Lurie spoke with Eagles beat reporters at the NFL owners’ meetings Tuesday, touching on several topics -- but not touching the biggest one right now. When asked after his six-plus minute interview about DeSean Jackson, Lurie said he had “nothing to say.”

But he did have something to say on:
  • Not signing Byrd. He reminded reporters that Eagles coach Chip Kelly coached him at Oregon. “Nobody knows the Saints safety better than our coach. Very big confidence in that. And if he thought we should allocate our resources to have that player be our safety for the next several years at that level, then that’s what we would have done. You have to be very astute in how you want to allocate your resources to win big. We learned a lesson a few years ago. Sure, we were the team that signed Nnamdi [Asomugha] and some other guys. It just doesn’t work that way. You have to be disciplined. In this case it was great because our coach knew some of the top free agent safeties and they played for him and we could operate on a level based on his projection of reality.”
  • Vick’s legacy in Philadelphia. “The fact that he owned up to his mistakes and did something about it, not only served his time, but when he came out he was on a mission to prove it wasn’t just words that he wanted to do good things and reverse a lot of the bad things he did.

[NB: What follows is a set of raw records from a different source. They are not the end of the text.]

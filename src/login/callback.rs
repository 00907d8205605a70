//! Loopback callback server
//!
//! A short-lived HTTP server receiving the provider's redirect after the user
//! authorised the login in the browser. It talks to the login flow through
//! three one-shot channels:
//!
//! - `code`: handler → flow, the authorization code
//! - `error`: handler → flow, a provider error or CSRF failure
//! - `outcome`: flow → handler, whether the code exchange succeeded
//!
//! The browser is only redirected to the success page once the exchange has
//! actually completed.

use std::net::{Ipv4Addr, SocketAddr};
use std::sync::Arc;
use std::time::Duration;

use axum::{
    Router,
    extract::{Query, State},
    response::{Html, IntoResponse, Redirect, Response},
    routing::get,
};
use rand::seq::SliceRandom;
use serde::Deserialize;
use tokio::net::TcpListener;
use tokio::sync::{Mutex, oneshot};
use tokio::task::JoinHandle;
use tokio_util::sync::CancellationToken;
use tracing::{debug, info, warn};
use url::Url;

use super::pkce::state_matches;
use crate::LoginError;

/// Path the provider redirects back to
pub const CALLBACK_PATH: &str = "/callback";

/// How long closing waits for an in-flight browser response
const CLOSE_GRACE: Duration = Duration::from_secs(5);

/// Callback query parameters
#[derive(Debug, Default, Deserialize)]
pub struct CallbackParams {
    /// Authorization code
    pub code: Option<String>,
    /// State parameter (CSRF binding)
    pub state: Option<String>,
    /// OAuth2 error code
    pub error: Option<String>,
    /// OAuth2 error description
    pub error_description: Option<String>,
}

/// Result of the code exchange, reported back to the browser
#[derive(Debug, Clone, PartialEq, Eq)]
pub enum Outcome {
    /// Tokens were obtained
    Success,
    /// The exchange failed
    Failure(String),
}

/// Where the browser ends up after the callback
#[derive(Debug, Clone, Default)]
pub struct Pages {
    /// Provider-hosted success page; a built-in page is rendered otherwise
    pub success_url: Option<Url>,
    /// Provider-hosted error page; a built-in page is rendered otherwise
    pub error_url: Option<Url>,
}

impl Pages {
    fn success(&self) -> Response {
        match &self.success_url {
            Some(url) => Redirect::to(url.as_str()).into_response(),
            None => Html(success_page()).into_response(),
        }
    }

    fn error(&self, error: &str, description: &str) -> Response {
        match &self.error_url {
            Some(url) => {
                let mut url = url.clone();
                url.query_pairs_mut()
                    .append_pair("error", error)
                    .append_pair("error_description", description);
                Redirect::to(url.as_str()).into_response()
            }
            None => Html(error_page(error, description)).into_response(),
        }
    }
}

/// State shared with the callback handler
struct HandlerState {
    expected_state: String,
    code_tx: Option<oneshot::Sender<String>>,
    error_tx: Option<oneshot::Sender<LoginError>>,
    outcome_rx: Option<oneshot::Receiver<Outcome>>,
    pages: Pages,
    outcome_timeout: Duration,
}

impl HandlerState {
    /// Report `error` to the flow; only the first callback is honoured
    fn fail(&mut self, error: LoginError) {
        self.code_tx = None;
        if let Some(tx) = self.error_tx.take() {
            let _ = tx.send(error);
        }
    }
}

/// A running callback listener
pub struct CallbackServer {
    port: u16,
    redirect_uri: Url,
    code_rx: oneshot::Receiver<String>,
    error_rx: oneshot::Receiver<LoginError>,
    outcome_tx: Option<oneshot::Sender<Outcome>>,
    shutdown: CancellationToken,
    task: Option<JoinHandle<()>>,
}

/// Bind the first free port of `candidates`, tried in random order
///
/// # Errors
///
/// Returns [`LoginError::NoListener`] if none of the ports can be bound.
pub async fn bind_first(candidates: &[u16]) -> Result<(TcpListener, u16), LoginError> {
    let mut ports = candidates.to_vec();
    ports.shuffle(&mut rand::rng());

    for port in ports {
        match TcpListener::bind(SocketAddr::from((Ipv4Addr::LOCALHOST, port))).await {
            Ok(listener) => {
                let bound = listener.local_addr().map_or(port, |addr| addr.port());
                return Ok((listener, bound));
            }
            Err(e) => debug!(port, error = %e, "Callback port unavailable"),
        }
    }
    Err(LoginError::NoListener(candidates.to_vec()))
}

impl CallbackServer {
    /// Start listening on one of `candidates`
    ///
    /// # Errors
    ///
    /// Returns [`LoginError::NoListener`] if no candidate port is free.
    pub async fn start(
        candidates: &[u16],
        expected_state: String,
        pages: Pages,
        outcome_timeout: Duration,
    ) -> Result<Self, LoginError> {
        let (listener, port) = bind_first(candidates).await?;
        let redirect_uri = Url::parse(&format!("http://{}:{port}{CALLBACK_PATH}", Ipv4Addr::LOCALHOST))
            .map_err(|e| LoginError::Exchange(format!("invalid callback URL: {e}")))?;

        let (code_tx, code_rx) = oneshot::channel();
        let (error_tx, error_rx) = oneshot::channel();
        let (outcome_tx, outcome_rx) = oneshot::channel();

        let state = Arc::new(Mutex::new(HandlerState {
            expected_state,
            code_tx: Some(code_tx),
            error_tx: Some(error_tx),
            outcome_rx: Some(outcome_rx),
            pages,
            outcome_timeout,
        }));

        let app = Router::new()
            .route(CALLBACK_PATH, get(handle_callback))
            .with_state(state);

        let shutdown = CancellationToken::new();
        let stop = shutdown.clone();
        let task = tokio::spawn(async move {
            if let Err(e) = axum::serve(listener, app)
                .with_graceful_shutdown(async move { stop.cancelled().await })
                .await
            {
                warn!(error = %e, "Callback server error");
            }
        });

        info!(url = %redirect_uri, "Login callback server listening");

        Ok(Self {
            port,
            redirect_uri,
            code_rx,
            error_rx,
            outcome_tx: Some(outcome_tx),
            shutdown,
            task: Some(task),
        })
    }

    /// Bound port
    #[must_use]
    pub fn port(&self) -> u16 {
        self.port
    }

    /// `redirect_uri` to register with the authorization request
    #[must_use]
    pub fn redirect_uri(&self) -> &Url {
        &self.redirect_uri
    }

    /// Wait for the authorization code
    ///
    /// # Errors
    ///
    /// Returns the error reported by the callback handler, or
    /// [`LoginError::Cancelled`] if `cancel` fires first.
    pub async fn wait_for_code(&mut self, cancel: &CancellationToken) -> Result<String, LoginError> {
        tokio::select! {
            Ok(code) = &mut self.code_rx => Ok(code),
            Ok(error) = &mut self.error_rx => Err(error),
            () = cancel.cancelled() => Err(LoginError::Cancelled),
            else => Err(LoginError::Cancelled),
        }
    }

    /// Tell the waiting browser request how the exchange went
    pub fn report(&mut self, outcome: Outcome) {
        if let Some(tx) = self.outcome_tx.take() {
            let _ = tx.send(outcome);
        }
    }

    /// Stop the server and release the port
    pub async fn close(mut self) {
        self.shutdown.cancel();
        if let Some(task) = self.task.take() {
            let abort = task.abort_handle();
            if tokio::time::timeout(CLOSE_GRACE, task).await.is_err() {
                abort.abort();
            }
        }
        debug!(port = self.port, "Login callback server closed");
    }
}

impl Drop for CallbackServer {
    fn drop(&mut self) {
        self.shutdown.cancel();
        if let Some(task) = self.task.take() {
            task.abort();
        }
    }
}

/// Handle the provider's redirect
async fn handle_callback(
    State(state): State<Arc<Mutex<HandlerState>>>,
    Query(params): Query<CallbackParams>,
) -> Response {
    debug!(has_code = params.code.is_some(), error = ?params.error, "Received login callback");

    let (outcome_rx, pages, timeout) = {
        let mut state = state.lock().await;
        if state.error_tx.is_none() && state.code_tx.is_none() {
            return state.pages.error("already_handled", "This login attempt has already completed.");
        }

        // State binds both codes and errors to this attempt
        let received = params.state.unwrap_or_default();
        if !state_matches(&state.expected_state, &received) {
            warn!("Login callback state mismatch");
            state.fail(LoginError::StateMismatch);
            return state
                .pages
                .error("state_mismatch", "The login request could not be verified. Please try again.");
        }

        if let Some(error) = params.error {
            let description = params.error_description.unwrap_or_default();
            let response = state.pages.error(&error, &description);
            state.fail(LoginError::Provider { error, description });
            return response;
        }

        let Some(code) = params.code else {
            state.fail(LoginError::MissingCode);
            return state
                .pages
                .error("missing_code", "No authorization code was provided.");
        };

        state.error_tx = None;
        if let Some(tx) = state.code_tx.take() {
            let _ = tx.send(code);
        }
        (state.outcome_rx.take(), state.pages.clone(), state.outcome_timeout)
    };

    // Lock released: the flow is free to report while we wait
    let Some(outcome_rx) = outcome_rx else {
        return pages.error("already_handled", "This login attempt has already completed.");
    };
    match tokio::time::timeout(timeout, outcome_rx).await {
        Ok(Ok(Outcome::Success)) => pages.success(),
        Ok(Ok(Outcome::Failure(reason))) => pages.error("exchange_failed", &reason),
        Ok(Err(_)) => pages.error("aborted", "The login was aborted."),
        Err(_) => pages.error("timeout", "The login did not complete in time."),
    }
}

fn success_page() -> String {
    r#"<!DOCTYPE html>
<html>
<head>
    <title>Login Successful</title>
    <style>
        body {
            font-family: -apple-system, BlinkMacSystemFont, 'Segoe UI', Roboto, sans-serif;
            display: flex;
            justify-content: center;
            align-items: center;
            height: 100vh;
            margin: 0;
        }
        .container { text-align: center; padding: 2rem; }
    </style>
</head>
<body>
    <div class="container">
        <h1>Login Successful</h1>
        <p>You can close this window and return to your terminal.</p>
    </div>
    <script>setTimeout(() => window.close(), 3000);</script>
</body>
</html>"#
        .to_string()
}

fn error_page(error: &str, description: &str) -> String {
    let error = html_escape(error);
    let description = html_escape(description);
    format!(
        r#"<!DOCTYPE html>
<html>
<head>
    <title>Login Failed</title>
    <style>
        body {{
            font-family: -apple-system, BlinkMacSystemFont, 'Segoe UI', Roboto, sans-serif;
            display: flex;
            justify-content: center;
            align-items: center;
            height: 100vh;
            margin: 0;
        }}
        .container {{ text-align: center; padding: 2rem; max-width: 400px; }}
        .error-code {{ font-family: monospace; margin-top: 1rem; opacity: 0.7; }}
    </style>
</head>
<body>
    <div class="container">
        <h1>Login Failed</h1>
        <p>{description}</p>
        <p class="error-code">Error: {error}</p>
    </div>
</body>
</html>"#
    )
}

fn html_escape(s: &str) -> String {
    s.replace('&', "&amp;")
        .replace('<', "&lt;")
        .replace('>', "&gt;")
        .replace('"', "&quot;")
}
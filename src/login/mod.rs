//! Interactive login against the identity provider
//!
//! - [`pkce`]: verifier, challenge and CSRF state
//! - [`callback`]: loopback listener receiving the provider redirect
//! - [`client`]: token exchange, refresh and revocation
//! - [`flow`]: the login state machine
//! - [`store`]: persisted [`store::AuthContext`]

pub mod callback;
pub mod client;
pub mod flow;
pub mod pkce;
pub mod store;

use tokio_util::sync::CancellationToken;
use tracing::{info, warn};
use url::Url;

pub use client::OAuthClient;
pub use flow::{LoginFlow, LoginState, present_in_browser};
pub use store::{AuthContext, AuthStore, Project};

use crate::Result;

/// Return a usable auth context, refreshing an expired one
///
/// Returns `Ok(None)` when nobody is logged in. A refreshed context is
/// written back to `store`.
///
/// # Errors
///
/// Returns an error if the access token expired and cannot be refreshed.
pub async fn current_context(client: &OAuthClient, store: &AuthStore) -> Result<Option<AuthContext>> {
    let Some(context) = store.load() else {
        return Ok(None);
    };
    if !context.is_expired() {
        return Ok(Some(context));
    }

    info!("Access token expired, refreshing");
    let refreshed = client.refresh(&context).await?;
    store.save(&refreshed)?;
    Ok(Some(refreshed))
}

/// Return a usable auth context, logging in interactively when needed
///
/// Runs `flow` when nobody is logged in or the stored context expired and
/// cannot be refreshed. The new context is written to `store`.
///
/// # Errors
///
/// Returns an error if the interactive login fails or its result cannot be
/// saved.
pub async fn ensure_context<F>(
    flow: &mut LoginFlow,
    store: &AuthStore,
    cancel: &CancellationToken,
    present: F,
) -> Result<AuthContext>
where
    F: FnOnce(&Url),
{
    match current_context(flow.client(), store).await {
        Ok(Some(context)) => return Ok(context),
        Ok(None) => info!("Not logged in, starting interactive login"),
        Err(e) => warn!(error = %e, "Stored login cannot be refreshed, logging in again"),
    }

    let context = flow.run(cancel, present).await?;
    store.save(&context)?;
    Ok(context)
}

/// Revoke the stored tokens and forget them
///
/// Revocation is best effort; the local context is removed regardless.
///
/// # Errors
///
/// Returns an error only if the stored context cannot be deleted.
pub async fn logout(client: &OAuthClient, store: &AuthStore) -> Result<()> {
    let Some(context) = store.load() else {
        info!("Not logged in");
        return Ok(());
    };

    let tokens = context
        .refresh_token
        .iter()
        .chain(std::iter::once(&context.access_token));
    for token in tokens {
        if let Err(e) = client.revoke(token).await {
            warn!(error = %e, "Unable to revoke token");
        }
    }

    store.delete()
}
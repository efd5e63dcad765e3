use crate::classifier::{ComponentInfo, Role};
use log::debug;
use serde::Serialize;
use std::collections::BTreeMap;

/// One logical business domain and the components discovered for it.
///
/// At most one component per slot; when regeneration re-emits a file the
/// later discovery simply replaces the earlier one (last write wins).
#[derive(Debug, Clone, Default, Serialize)]
pub struct DomainInfo {
    pub name: String,
    #[serde(skip_serializing_if = "Option::is_none")]
    pub entity: Option<ComponentInfo>,
    #[serde(skip_serializing_if = "Option::is_none")]
    pub service_port: Option<ComponentInfo>,
    #[serde(skip_serializing_if = "Option::is_none")]
    pub repo_port: Option<ComponentInfo>,
    #[serde(skip_serializing_if = "Option::is_none")]
    pub repo_adapter: Option<ComponentInfo>,
    #[serde(skip_serializing_if = "Option::is_none")]
    pub handler: Option<ComponentInfo>,
}

impl DomainInfo {
    /// Retention rule: a domain is meaningful if it has an entity, handler
    /// or repository adapter, or a complete service+repository port pair.
    fn is_retained(&self) -> bool {
        self.entity.is_some()
            || self.handler.is_some()
            || self.repo_adapter.is_some()
            || (self.service_port.is_some() && self.repo_port.is_some())
    }

    /// Component kinds present, for legends and summaries.
    pub fn present_kinds(&self) -> Vec<&'static str> {
        let mut kinds = Vec::new();
        if self.entity.is_some() {
            kinds.push("entity");
        }
        if self.service_port.is_some() {
            kinds.push("service port");
        }
        if self.repo_port.is_some() {
            kinds.push("repository port");
        }
        if self.repo_adapter.is_some() {
            kinds.push("repository adapter");
        }
        if self.handler.is_some() {
            kinds.push("handler");
        }
        kinds
    }
}

/// Folds classified components into per-domain records.
///
/// Components without a role are dropped here without a warning; see the
/// classifier for why that is deliberate. The result is ordered
/// alphabetically by domain name so repeated runs produce identical output.
pub fn aggregate(components: Vec<ComponentInfo>) -> Vec<DomainInfo> {
    let mut domains: BTreeMap<String, DomainInfo> = BTreeMap::new();

    for component in components {
        let Some(role) = component.role else {
            continue;
        };

        let entry = domains
            .entry(component.name.clone())
            .or_insert_with(|| DomainInfo {
                name: component.name.clone(),
                ..DomainInfo::default()
            });

        let slot = match role {
            Role::Entity => &mut entry.entity,
            Role::ServicePort => &mut entry.service_port,
            Role::RepoPort => &mut entry.repo_port,
            Role::RepoAdapter => &mut entry.repo_adapter,
            Role::Handler => &mut entry.handler,
        };
        *slot = Some(component);
    }

    let total = domains.len();
    let retained: Vec<DomainInfo> = domains
        .into_values()
        .filter(DomainInfo::is_retained)
        .collect();

    debug!(
        "Aggregated {} domains, retained {}",
        total,
        retained.len()
    );

    retained
}
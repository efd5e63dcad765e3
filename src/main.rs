//! hexagen - scaffolding analyzer for Clean-Architecture Rust services.
//!
//! This binary discovers domain components (entities, ports, adapters,
//! handlers) in an existing project tree and regenerates the artifacts that
//! depend on all of them at once: the dependency-wiring composition root and
//! the architecture diagram.
//!
//! # Usage
//!
//! ```bash
//! hexagen <COMMAND> [OPTIONS]
//! ```
//!
//! # Examples
//!
//! Summarize the discovered domains:
//! ```bash
//! hexagen scan -p ./my-service
//! ```
//!
//! Regenerate the wiring binary:
//! ```bash
//! hexagen wire -p ./my-service
//! ```
//!
//! Render an architecture diagram:
//! ```bash
//! hexagen diagram -p ./my-service -f both -d all
//! ```

mod aggregator;
mod backend;
mod classifier;
mod cli;
mod diagram;
mod extractor;
mod manifest;
mod naming;
mod parser;
mod scanner;
mod wiring;

use anyhow::Result;
use clap::Parser;
use log::info;

fn main() -> Result<()> {
    // Parse once to pick up the verbose flag, initialize logging, then
    // validate with the logger in place so warnings are visible.
    let parsed = cli::CliArgs::parse();

    let log_level = if parsed.verbose {
        log::LevelFilter::Debug
    } else {
        log::LevelFilter::Info
    };

    env_logger::Builder::from_default_env()
        .filter_level(log_level)
        .init();

    let args = cli::validate(parsed)?;

    cli::run(args)?;

    info!("Done");

    Ok(())
}
impl DiagramSynthesizer {
    pub fn new(domains: Vec<DomainInfo>) -> Self {
        Self { domains }
    }

    /// Renders the requested format(s) at the requested detail level.
    ///
    /// With [`DiagramFormat::Both`] the mermaid block comes first, fenced,
    /// followed by the ASCII block.
    pub fn render(&self, format: DiagramFormat, detail: DiagramDetail) -> String {
        match format {
            DiagramFormat::Mermaid => self.mermaid_fenced(detail),
            DiagramFormat::Ascii => self.ascii(detail),
            DiagramFormat::Both => {
                format!("{}\n{}", self.mermaid_fenced(detail), self.ascii(detail))
            }
        }
    }

    fn mermaid_fenced(&self, detail: DiagramDetail) -> String {
        format!("```mermaid\n{}```\n", self.mermaid(detail))
    }

    /// The mermaid graph body for a detail level.
    pub fn mermaid(&self, detail: DiagramDetail) -> String {
        match detail {
            DiagramDetail::All => self.mermaid_all(),
            DiagramDetail::Domain => self.mermaid_domains(),
            DiagramDetail::Layers => mermaid_layers(),
            DiagramDetail::Dependencies => mermaid_dependencies(),
        }
    }

    /// Full layered diagram: one node per discovered component, edges per
    /// the dependency rule, adapters realizing their ports with dashed
    /// edges.
    fn mermaid_all(&self) -> String {
        let mut out = String::from("graph TD\n");

        let layers: [(&str, fn(&DomainInfo) -> Option<(String, String)>); 4] = [
            ("Presentation", |d| node_for(d, "handler", &d.handler)),
            ("Application", |d| {
                node_for(d, "service_port", &d.service_port)
            }),
            ("Domain", |d| node_for(d, "entity", &d.entity)),
            ("Infrastructure", |d| {
                node_for(d, "repo_adapter", &d.repo_adapter)
            }),
        ];

        for (layer, pick) in layers {
            let _ = writeln!(out, "    subgraph {}", layer);
            for domain in &self.domains {
                if let Some((id, label)) = pick(domain) {
                    let _ = writeln!(out, "        {}[\"{}\"]", id, label);
                }
                // Repository ports share the Domain layer with entities.
                if layer == "Domain" {
                    if let Some((id, label)) = node_for(domain, "repo_port", &domain.repo_port) {
                        let _ = writeln!(out, "        {}[\"{}\"]", id, label);
                    }
                }
            }
            let _ = writeln!(out, "    end");
        }
        let _ = writeln!(out, "    storage[(Storage)]");

        for domain in &self.domains {
            let name = &domain.name;
            let has_service = domain.service_port.is_some();

            if domain.handler.is_some() {
                if has_service {
                    let _ = writeln!(out, "    {0}_handler --> {0}_service_port", name);
                } else if domain.repo_port.is_some() {
                    let _ = writeln!(out, "    {0}_handler --> {0}_repo_port", name);
                }
            }
            if has_service {
                if domain.entity.is_some() {
                    let _ = writeln!(out, "    {0}_service_port --> {0}_entity", name);
                }
                if domain.repo_port.is_some() {
                    let _ = writeln!(out, "    {0}_service_port --> {0}_repo_port", name);
                }
            }
            if domain.repo_adapter.is_some() {
                if domain.repo_port.is_some() {
                    let _ = writeln!(out, "    {0}_repo_adapter -.-> {0}_repo_port", name);
                }
                let _ = writeln!(out, "    {0}_repo_adapter --> storage", name);
            }
        }

        out
    }

    /// One node per domain fanning out to its present components.
    fn mermaid_domains(&self) -> String {
        let mut out = String::from("graph TD\n");

        for domain in &self.domains {
            let name = &domain.name;
            let _ = writeln!(out, "    {0}[\"{0}\"]", name);
            for (suffix, component) in [
                ("entity", &domain.entity),
                ("service_port", &domain.service_port),
                ("repo_port", &domain.repo_port),
                ("repo_adapter", &domain.repo_adapter),
                ("handler", &domain.handler),
            ] {
                if let Some((id, label)) = node_for(domain, suffix, component) {
                    let _ = writeln!(out, "    {} --> {}[\"{}\"]", name, id, label);
                }
            }
        }

        out
    }

    /// The ASCII rendering for a detail level, legend included.
    pub fn ascii(&self, detail: DiagramDetail) -> String {
        let body = match detail {
            DiagramDetail::All => self.ascii_all(),
            DiagramDetail::Domain => self.ascii_domains(),
            DiagramDetail::Layers => ascii_boxes(&[
                ("Presentation", vec![]),
                ("Application", vec![]),
                ("Domain", vec![]),
                ("Infrastructure", vec![]),
                ("Storage", vec![]),
            ]),
            DiagramDetail::Dependencies => ascii_dependencies(),
        };

        format!("{}\n{}", body, self.legend())
    }

    fn ascii_all(&self) -> String {
        let handlers: Vec<String> = self
            .domains
            .iter()
            .filter_map(|d| d.handler.as_ref().map(|c| c.type_name.clone()))
            .collect();
        let services: Vec<String> = self
            .domains
            .iter()
            .filter_map(|d| d.service_port.as_ref().map(|c| c.type_name.clone()))
            .collect();
        let mut domain_layer: Vec<String> = Vec::new();
        for d in &self.domains {
            if let Some(e) = &d.entity {
                domain_layer.push(e.type_name.clone());
            }
            if let Some(p) = &d.repo_port {
                domain_layer.push(format!("{} (port)", p.type_name));
            }
        }
        let adapters: Vec<String> = self
            .domains
            .iter()
            .filter_map(|d| {
                d.repo_adapter
                    .as_ref()
                    .map(|c| format!("{} ({})", c.type_name, c.module))
            })
            .collect();

        ascii_boxes(&[
            ("Presentation", handlers),
            ("Application", services),
            ("Domain", domain_layer),
            ("Infrastructure", adapters),
            ("Storage", vec![]),
        ])
    }

    fn ascii_domains(&self) -> String {
        let mut out = String::new();
        for domain in &self.domains {
            let _ = writeln!(out, "{}", domain.name);
            let kinds = domain.present_kinds();
            for (i, kind) in kinds.iter().enumerate() {
                let connector = if i + 1 == kinds.len() {
                    "└──"
                } else {
                    "├──"
                };
                let _ = writeln!(out, "  {} {}", connector, kind);
            }
        }
        out
    }

    /// Every discovered domain with the component kinds present.
    fn legend(&self) -> String {
        let mut out = String::from("Domains:\n");
        if self.domains.is_empty() {
            out.push_str("  (none discovered)\n");
            return out;
        }
        for domain in &self.domains {
            let _ = writeln!(
                out,
                "  - {}: {}",
                domain.name,
                domain.present_kinds().join(", ")
            );
        }
        out
    }
}
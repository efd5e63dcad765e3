use crate::parser::ParsedFile;
use log::debug;
use std::path::PathBuf;
use syn::Item;

/// Declaration kind as it appears in source, before classification.
#[derive(Debug, Clone, Copy, PartialEq, Eq)]
pub enum DeclKind {
    /// A `struct` declaration (entity, adapter, or handler candidate)
    Struct,
    /// A `trait` declaration (port candidate)
    Trait,
}

/// One raw type declaration found in a source file.
///
/// This is the language-neutral tuple the classifier operates on: nothing
/// here depends on the syntax tree anymore, only on names and paths.
#[derive(Debug, Clone)]
pub struct RawDecl {
    /// Declared type name, exactly as written
    pub name: String,
    /// Struct or trait
    pub kind: DeclKind,
    /// Source file the declaration was found in
    pub path: PathBuf,
    /// Declaring module, taken from the file's parent directory
    pub module: String,
}

/// Extracts all struct and trait declarations from parsed files.
///
/// Declarations inside inline `mod` blocks are included and attributed to
/// the same file-level module. Enums, type aliases, functions and impls are
/// not domain components and are ignored. No deduplication happens here;
/// the aggregation stage resolves duplicates.
pub fn extract_declarations(parsed_files: &[ParsedFile]) -> Vec<RawDecl> {
    let mut decls = Vec::new();

    for file in parsed_files {
        let module = module_of(file);
        collect_items(&file.syntax_tree.items, file, &module, &mut decls);
    }

    debug!(
        "Extracted {} declarations from {} files",
        decls.len(),
        parsed_files.len()
    );

    decls
}

fn collect_items(items: &[Item], file: &ParsedFile, module: &str, out: &mut Vec<RawDecl>) {
    for item in items {
        match item {
            Item::Struct(s) => out.push(RawDecl {
                name: s.ident.to_string(),
                kind: DeclKind::Struct,
                path: file.path.clone(),
                module: module.to_string(),
            }),
            Item::Trait(t) => out.push(RawDecl {
                name: t.ident.to_string(),
                kind: DeclKind::Trait,
                path: file.path.clone(),
                module: module.to_string(),
            }),
            Item::Mod(m) => {
                if let Some((_, nested)) = &m.content {
                    collect_items(nested, file, module, out);
                }
            }
            _ => {}
        }
    }
}

/// Declaring module name: the parent directory of the source file.
///
/// `mod.rs` files take the directory they name; anything unresolvable falls
/// back to the empty string, which no classification rule matches.
fn module_of(file: &ParsedFile) -> String {
    file.path
        .parent()
        .and_then(|p| p.file_name())
        .map(|n| n.to_string_lossy().to_string())
        .unwrap_or_default()
}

He took action to do that. “He had some great moments on the field, some frustrating moments. Would get hurt at times. But at all times he was a good teammate for Nick [Foles]. Nick will tell you Michael was always supportive. When they were competing he was supportive. When Michael beat him out he was still supportive and when Nick played at a Pro Bowl level Mike was incredibly supportive.”
  • To illustrate Vick’s leadership more, Lurie pointed to the Riley Cooper situation last summer. “The people that stepped forward and were the most valuable in the locker room and who were the most influential were Michael and Jason Avant. A lot of respect for those two in terms of what they brought.”
  • As was stated earlier, Lurie did not want to address the Jackson situation. But he perhaps indirectly opened a window into what’s going on or what Kelly wants from his players. “It’s a very focused plan based on what the character needs to be and what the performance level needs to be. It’s a very focused target system where you know the kind of people you want to surround our current players with and who to go after and what the function of this offense is because it’s different than it was with Andy [Reid], the defense is completely different...It worked out well the first year with Chip and the personnel department and Howie [Roseman] figuring out what would be best.”
  • Free agency and their ideal philosophy. “The ideal system is to maximize your salary cap with the terrific players you have on your roster. You hope to be one of the teams that drafts so well that you’re spending one of the least in free agency. We’ve always been aggressive. That’s just our nature. We’ll always maximize our cap and what we spend. We would prefer to spend it on our terrific young players. That’s the best way to win.”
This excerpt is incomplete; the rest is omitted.